Two snakes, A and B, are playing a game on a special tree. The tree is formed by a main chain and several branch chains. The main chain is a simple path consisting of n nodes numbered from 1 to n with an edge between every two consecutive nodes. Hanging from each node i of the main chain is a branch chain of length x_i (i.e. the branch has x_i nodes arranged as a simple chain attached to node i).

Initially both snakes lie on the main chain. Snake A’s tail is at node a and its head is at node b, and snake B’s head is at node c and its tail is at node d, with 1 ≤ a < b < c < d ≤ n. Note that snake A is oriented from node a to node b (so it naturally moves to the right) while snake B is oriented from node d to node c (so it naturally moves to the left).

The game rules are as follows:

• Snakes move alternately, with snake A moving first.
• When a snake moves, it shifts its entire body one node in one chosen direction. However, a snake cannot move toward its tail (i.e. it cannot reverse).
• The new head position must not collide with any part of the other snake.
• The game ends when the current snake cannot make any valid move; the other player is then declared the winner.

On the main chain the snakes compete for a limited number of moves. Define:

• Main chain gap M = c − b − 1. This is the number of free nodes on the main chain between the head of snake A and the head of snake B.
• At node b (snake A’s head) there is an available branch with x_b nodes; similarly, at node c (snake B’s head) there is a branch of length x_c.

The movement options for each snake are:

1. Main chain move: move the head one node along the main chain in the natural direction (i.e. rightwards for snake A and leftwards for snake B). Such moves will reduce the available main chain gap M by 1.
2. Branch move (switch): move from the main chain into the branch attached at the head. After a snake switches to its branch moves, it is isolated from the opponent. However, switching costs one branch move from the available branch moves and ends the possibility of further main chain moves.

When both snakes remain on the main chain the outcome is decided solely by the parity of M: if M is odd then snake A (the first mover) wins, and if M is even then snake B wins. However, if M is 0 then the only moves come from branch moves – in that case, snake A wins if x_b > x_c and snake B wins otherwise.

In general, when M > 0 a snake may choose to switch to its branch if doing so (given its branch length advantage) would turn a losing position on the main chain into a winning overall strategy. In our problem the optimal play can be decided by the following rule (which can be proved via game‐theoretic analysis):

• If M = 0 then the winner is A if x_b > x_c, otherwise B wins.
• If M > 0 then:
  • If M is odd, snake A wins.
  • If M is even, snake A wins if x_b > x_c, otherwise snake B wins.

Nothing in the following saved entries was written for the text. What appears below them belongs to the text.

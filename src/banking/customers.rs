// 👤 Bank Customers - individuals (IND) and companies (COM) joining in a year
//
// Volumes dip around 2019/2020 and entry dates skip the 2020 lockdown.

use crate::config::{GeneratorConfig, SeedPolicy, VolumeBounds};
use crate::identity::{
    self, draw_sa_demographic, full_name, generate_sa_id, sa_address, Demographic, Gender,
    SOUTH_AFRICA,
};
use crate::pipeline::RunOutcome;
use crate::random::{round_to, Sampler};
use crate::table::{write_table, DataLayout, Domain};
use anyhow::Result;
use chrono::{Datelike, Duration, NaiveDate};
use serde::{Deserialize, Serialize};

pub const GENERATOR: &str = "banking/customers";
pub const SEED: SeedPolicy = SeedPolicy::Fixed(42);

// ============================================================================
// ROW
// ============================================================================

#[derive(Debug, Clone, PartialEq, Serialize, Deserialize)]
pub struct BankCustomer {
    pub customer_id: String,
    /// Individual | Company
    pub customer_type: String,
    pub full_name: String,
    pub birth_date: Option<NaiveDate>,
    pub age: Option<u32>,
    pub gender: Option<String>,
    pub citizenship: String,
    pub nationality: String,
    pub ethnicity: Option<String>,
    pub residential_address: Option<String>,
    pub commercial_address: Option<String>,
    pub city: String,
    pub province: String,
    pub email: String,
    pub phone_number: String,
    pub id_type: String,
    pub id_number: String,
    pub id_expiry_date: Option<NaiveDate>,
    pub visa_type: Option<String>,
    pub visa_expiry_date: Option<NaiveDate>,
    pub is_pep: bool,
    pub sanctioned_country: bool,
    pub risk_score: f64,
    pub tax_id_number: String,
    pub occupation: String,
    pub employer_name: Option<String>,
    pub source_of_funds: String,
    pub marital_status: Option<String>,
    pub preferred_contact_method: String,
    pub next_of_kin: Option<String>,
    pub date_of_entry: NaiveDate,
    pub annual_income: Option<f64>,
    pub company_age: Option<u32>,
    pub company_size: Option<String>,
    pub number_of_employees: Option<u32>,
    pub annual_turnover: Option<u64>,
    pub directors_count: Option<u32>,
    pub shareholders_count: Option<u32>,
    pub bee_level: Option<u32>,
    pub vat_registered: Option<bool>,
    pub industry_risk_rating: Option<String>,
}

impl BankCustomer {
    pub fn is_company(&self) -> bool {
        self.customer_type == "Company"
    }

    pub fn is_unemployed(&self) -> bool {
        self.occupation == "Unemployed"
    }
}

// ============================================================================
// REFERENCE DATA
// ============================================================================

const INDUSTRY_OCCUPATIONS: &[(&str, &[&str])] = &[
    ("Finance", &["Accountant", "Banker", "Financial Advisor", "Auditor", "Risk Manager", "Loan Officer"]),
    ("Retail", &["Salesperson", "Cashier", "Store Manager", "Customer Service"]),
    ("Manufacturing", &["Engineer", "Mechanic", "Quality Control Inspector", "Production Manager"]),
    ("Healthcare", &["Nurse", "Doctor", "Pharmacist", "Dentist", "Medical Technician"]),
    ("IT", &["Software Developer", "Data Analyst", "System Administrator", "Network Engineer"]),
    ("Transport", &["Driver", "Logistician", "Fleet Manager", "Dispatcher"]),
    ("Construction", &["Carpenter", "Electrician", "Plumber", "Construction Worker", "Site Manager"]),
    ("Education", &["Teacher", "Professor", "Librarian", "Counselor"]),
    ("Mining", &["Miner", "Geologist", "Safety Officer"]),
    ("Hospitality", &["Chef", "Waiter", "Hotel Manager", "Receptionist"]),
    ("Insurance", &["Underwriter", "Claims Adjuster", "Actuary"]),
    ("Legal Services", &["Lawyer", "Paralegal", "Legal Secretary"]),
    ("Agriculture", &["Farmer", "Agricultural Technician", "Farm Manager"]),
    ("Media", &["Journalist", "Editor", "Photographer"]),
];

const GENERAL_OCCUPATIONS: &[&str] = &[
    "Unemployed", "Student", "Politician", "Manager", "Entrepreneur", "Self-Employed",
];

pub const BIG_COMPANIES: &[&str] = &[
    "Sasol", "MTN South Africa", "Shoprite", "Standard Bank", "Nedbank", "Vodacom",
    "Bidvest Group", "Anglo American", "FirstRand", "Absa Group", "Telkom", "Eskom",
    "Pick n Pay", "Discovery Limited", "Sanlam", "Old Mutual", "Woolworths Holdings",
    "Tiger Brands", "Clicks Group", "Capitec Bank",
];

const COMPANY_WORDS: &[&str] = &[
    "Ubuntu", "Protea", "Highveld", "Karoo", "Summit", "Baobab", "Meridian", "Cape",
    "Zenith", "Savanna", "Ridge", "Harbour", "Impala", "Table Bay", "Lowveld",
];

const COMPANY_SUFFIXES: &[&str] = &[
    "Holdings", "Trading", "Solutions", "Logistics", "Consulting", "Group", "Enterprises", "Services",
];

const VISA_TYPES: &[&str] = &[
    "Work", "Student", "Tourist", "Business", "Diplomatic", "Transit", "Medical", "Exchange",
    "Permanent Resident", "Refugee",
];

const COMPANY_SIZES: &[&str] = &["Micro (<10)", "Small (10-50)", "Medium (51-250)", "Large (>250)"];

const FOREIGN_NATIONALITIES: &[(&str, &str)] = &[
    ("Zimbabwe", "ZW"),
    ("Botswana", "BW"),
    ("Namibia", "NA"),
    ("Mozambique", "MZ"),
];

/// SA city weights; the remainder falls back to a provincial address
const CITY_WEIGHTS: &[(&str, &str, f64)] = &[
    ("Johannesburg", "Gauteng", 0.25),
    ("Cape Town", "Western Cape", 0.18),
    ("Durban", "KwaZulu-Natal", 0.15),
    ("Pretoria", "Gauteng", 0.12),
    ("Port Elizabeth", "Eastern Cape", 0.05),
    ("Bloemfontein", "Free State", 0.03),
    ("East London", "Eastern Cape", 0.03),
    ("Pietermaritzburg", "KwaZulu-Natal", 0.02),
];

const CONTACT_METHODS: &[&str] = &["Email", "Phone", "SMS", "Mail"];

/// Yearly (individuals, companies) bounds before scaling
pub fn volume_bounds(year: i32) -> (VolumeBounds, VolumeBounds) {
    match year {
        2020 => (VolumeBounds::new(0, 500), VolumeBounds::new(0, 100)),
        2019 => (VolumeBounds::new(12_000, 20_000), VolumeBounds::new(400, 1_200)),
        _ => (VolumeBounds::new(15_000, 25_000), VolumeBounds::new(500, 1_500)),
    }
}

// ============================================================================
// GENERATOR
// ============================================================================

pub struct CustomerGenerator {
    year: i32,
    rng: Sampler,
}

Your task is to answer q queries. In each query you are given four integers a, b, c, d (satisfying 1 ≤ a < b < c < d ≤ n) which denote the current positions of the snakes on the main chain. Assuming both snakes play optimally, determine which snake will win the game.

inputFormat

The first line contains two integers n and q — the number of nodes in the main chain and the number of queries.

The second line contains n integers x1, x2, ..., xn, where xi is the length of the branch hanging from the i-th node of the main chain.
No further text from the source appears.